Saved data entries:

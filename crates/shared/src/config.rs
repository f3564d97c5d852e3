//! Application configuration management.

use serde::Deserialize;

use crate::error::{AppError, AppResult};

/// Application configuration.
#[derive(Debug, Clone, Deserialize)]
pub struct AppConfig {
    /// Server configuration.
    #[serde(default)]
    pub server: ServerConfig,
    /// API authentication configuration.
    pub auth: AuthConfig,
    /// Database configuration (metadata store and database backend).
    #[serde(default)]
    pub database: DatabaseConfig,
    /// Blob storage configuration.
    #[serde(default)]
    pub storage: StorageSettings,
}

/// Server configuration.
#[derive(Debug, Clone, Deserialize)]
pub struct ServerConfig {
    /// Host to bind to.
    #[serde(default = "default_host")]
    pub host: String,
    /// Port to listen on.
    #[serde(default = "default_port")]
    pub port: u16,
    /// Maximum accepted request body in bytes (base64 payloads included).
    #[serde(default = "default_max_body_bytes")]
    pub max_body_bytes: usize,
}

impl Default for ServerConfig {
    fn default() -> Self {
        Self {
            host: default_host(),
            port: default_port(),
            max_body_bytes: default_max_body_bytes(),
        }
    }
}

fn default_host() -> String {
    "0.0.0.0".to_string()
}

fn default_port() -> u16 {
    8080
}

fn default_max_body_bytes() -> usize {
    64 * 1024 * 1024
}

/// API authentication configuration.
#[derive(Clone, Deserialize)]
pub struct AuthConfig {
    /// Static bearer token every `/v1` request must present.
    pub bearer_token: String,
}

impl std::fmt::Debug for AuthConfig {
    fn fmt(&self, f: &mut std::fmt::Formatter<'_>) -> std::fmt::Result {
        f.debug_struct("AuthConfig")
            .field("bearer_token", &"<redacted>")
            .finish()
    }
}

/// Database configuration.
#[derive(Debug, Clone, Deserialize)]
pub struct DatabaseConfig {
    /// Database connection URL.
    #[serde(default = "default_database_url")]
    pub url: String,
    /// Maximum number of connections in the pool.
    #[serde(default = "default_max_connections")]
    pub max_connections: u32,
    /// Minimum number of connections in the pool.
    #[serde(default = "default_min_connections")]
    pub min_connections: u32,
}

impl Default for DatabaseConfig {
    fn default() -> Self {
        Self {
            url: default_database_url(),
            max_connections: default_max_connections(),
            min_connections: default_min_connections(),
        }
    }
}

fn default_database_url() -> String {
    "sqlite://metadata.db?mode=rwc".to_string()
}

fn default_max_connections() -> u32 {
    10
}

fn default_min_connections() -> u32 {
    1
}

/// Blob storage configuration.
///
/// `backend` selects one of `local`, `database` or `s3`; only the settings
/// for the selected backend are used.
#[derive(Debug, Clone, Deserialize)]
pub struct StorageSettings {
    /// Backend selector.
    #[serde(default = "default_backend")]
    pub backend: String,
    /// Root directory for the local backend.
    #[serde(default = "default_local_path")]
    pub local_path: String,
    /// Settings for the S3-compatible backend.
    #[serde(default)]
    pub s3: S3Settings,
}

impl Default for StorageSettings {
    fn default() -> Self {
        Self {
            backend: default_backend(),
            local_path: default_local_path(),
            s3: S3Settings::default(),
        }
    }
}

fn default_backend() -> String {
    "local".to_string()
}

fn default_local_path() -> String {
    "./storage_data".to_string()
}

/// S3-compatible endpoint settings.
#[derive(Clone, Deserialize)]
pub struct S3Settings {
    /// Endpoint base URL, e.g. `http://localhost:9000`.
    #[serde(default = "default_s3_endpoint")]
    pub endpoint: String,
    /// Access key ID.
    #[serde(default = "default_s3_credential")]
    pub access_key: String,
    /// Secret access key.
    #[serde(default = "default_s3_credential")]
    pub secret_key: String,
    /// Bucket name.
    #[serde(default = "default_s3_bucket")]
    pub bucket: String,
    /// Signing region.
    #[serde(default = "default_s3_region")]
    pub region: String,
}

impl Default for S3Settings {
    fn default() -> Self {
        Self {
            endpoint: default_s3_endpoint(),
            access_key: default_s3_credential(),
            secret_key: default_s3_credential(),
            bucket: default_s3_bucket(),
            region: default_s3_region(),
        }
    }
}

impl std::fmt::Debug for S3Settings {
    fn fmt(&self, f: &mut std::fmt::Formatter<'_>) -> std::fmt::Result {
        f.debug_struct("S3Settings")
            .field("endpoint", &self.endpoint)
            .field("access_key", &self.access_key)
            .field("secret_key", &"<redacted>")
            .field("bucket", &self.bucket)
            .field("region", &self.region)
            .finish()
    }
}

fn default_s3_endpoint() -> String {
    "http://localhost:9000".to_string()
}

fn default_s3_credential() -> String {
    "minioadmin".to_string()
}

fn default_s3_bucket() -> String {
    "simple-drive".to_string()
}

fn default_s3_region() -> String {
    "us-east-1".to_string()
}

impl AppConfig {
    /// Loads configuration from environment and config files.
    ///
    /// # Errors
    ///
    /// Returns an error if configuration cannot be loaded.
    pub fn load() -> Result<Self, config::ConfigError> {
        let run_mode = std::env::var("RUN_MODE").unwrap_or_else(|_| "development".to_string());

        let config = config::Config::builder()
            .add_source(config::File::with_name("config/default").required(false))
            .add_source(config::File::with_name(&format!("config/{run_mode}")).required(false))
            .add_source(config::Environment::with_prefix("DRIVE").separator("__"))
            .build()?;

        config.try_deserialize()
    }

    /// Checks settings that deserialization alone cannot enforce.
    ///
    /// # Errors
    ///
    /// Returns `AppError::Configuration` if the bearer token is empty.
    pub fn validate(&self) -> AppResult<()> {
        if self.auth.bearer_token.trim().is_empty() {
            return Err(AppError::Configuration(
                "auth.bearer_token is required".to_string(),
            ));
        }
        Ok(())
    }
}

...

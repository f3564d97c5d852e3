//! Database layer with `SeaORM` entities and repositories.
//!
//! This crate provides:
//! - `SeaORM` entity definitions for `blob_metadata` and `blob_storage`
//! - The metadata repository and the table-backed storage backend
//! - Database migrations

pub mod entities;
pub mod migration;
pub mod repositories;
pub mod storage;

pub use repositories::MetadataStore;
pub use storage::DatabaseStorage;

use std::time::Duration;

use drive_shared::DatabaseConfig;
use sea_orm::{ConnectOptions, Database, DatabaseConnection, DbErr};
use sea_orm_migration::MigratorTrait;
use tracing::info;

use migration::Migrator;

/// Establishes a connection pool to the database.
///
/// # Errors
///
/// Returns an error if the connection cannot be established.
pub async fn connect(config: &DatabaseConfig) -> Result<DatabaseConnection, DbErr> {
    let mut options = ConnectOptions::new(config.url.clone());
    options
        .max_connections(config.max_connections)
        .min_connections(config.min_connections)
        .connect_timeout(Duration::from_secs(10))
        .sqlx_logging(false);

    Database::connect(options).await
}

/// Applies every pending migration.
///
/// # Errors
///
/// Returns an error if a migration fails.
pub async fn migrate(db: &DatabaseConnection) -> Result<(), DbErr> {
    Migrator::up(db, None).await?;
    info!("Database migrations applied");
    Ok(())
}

* * *

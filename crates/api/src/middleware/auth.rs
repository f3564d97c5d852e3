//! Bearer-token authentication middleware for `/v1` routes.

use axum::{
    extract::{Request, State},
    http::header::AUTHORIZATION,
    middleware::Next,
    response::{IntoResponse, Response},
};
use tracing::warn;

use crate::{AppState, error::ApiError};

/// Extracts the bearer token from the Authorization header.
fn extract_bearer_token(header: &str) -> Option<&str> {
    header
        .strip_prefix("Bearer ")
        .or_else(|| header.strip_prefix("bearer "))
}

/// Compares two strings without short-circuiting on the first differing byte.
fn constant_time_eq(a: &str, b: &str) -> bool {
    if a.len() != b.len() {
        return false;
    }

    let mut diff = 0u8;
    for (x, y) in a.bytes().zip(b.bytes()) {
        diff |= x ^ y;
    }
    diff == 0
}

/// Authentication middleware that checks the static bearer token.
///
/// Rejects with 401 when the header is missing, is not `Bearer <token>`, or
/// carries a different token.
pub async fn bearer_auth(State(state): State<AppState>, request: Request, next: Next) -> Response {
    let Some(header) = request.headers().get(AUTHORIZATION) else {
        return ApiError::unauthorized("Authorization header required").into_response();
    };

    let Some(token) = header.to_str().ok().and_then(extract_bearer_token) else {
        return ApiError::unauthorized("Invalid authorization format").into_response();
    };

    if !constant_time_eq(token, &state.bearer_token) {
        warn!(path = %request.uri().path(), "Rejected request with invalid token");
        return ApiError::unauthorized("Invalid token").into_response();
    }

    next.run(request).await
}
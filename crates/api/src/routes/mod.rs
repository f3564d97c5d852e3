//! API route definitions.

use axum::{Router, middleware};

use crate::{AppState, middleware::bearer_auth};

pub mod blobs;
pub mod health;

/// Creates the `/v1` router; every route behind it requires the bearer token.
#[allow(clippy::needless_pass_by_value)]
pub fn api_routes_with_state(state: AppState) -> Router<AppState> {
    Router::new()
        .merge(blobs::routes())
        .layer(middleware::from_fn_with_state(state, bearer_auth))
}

WHAT TO WORK ON
All that is wanted is an exact copy of the lines above from the one with "use tracing::warn;" through the one with "let Some(header) = request.headers().get(AUTHORIZATION)", with both ends included.

EXERCISE RESULT
use tracing::warn;

use crate::{AppState, error::ApiError};

/// Extracts the bearer token from the Authorization header.
fn extract_bearer_token(header: &str) -> Option<&str> {
    header
        .strip_prefix("Bearer ")
        .or_else(|| header.strip_prefix("bearer "))
}

/// Compares two strings without short-circuiting on the first differing byte.
fn constant_time_eq(a: &str, b: &str) -> bool {
    if a.len() != b.len() {
        return false;
    }

    let mut diff = 0u8;
    for (x, y) in a.bytes().zip(b.bytes()) {
        diff |= x ^ y;
    }
    diff == 0
}

/// Authentication middleware that checks the static bearer token.
///
/// Rejects with 401 when the header is missing, is not `Bearer <token>`, or
/// carries a different token.
pub async fn bearer_auth(State(state): State<AppState>, request: Request, next: Next) -> Response {
    let Some(header) = request.headers().get(AUTHORIZATION) else {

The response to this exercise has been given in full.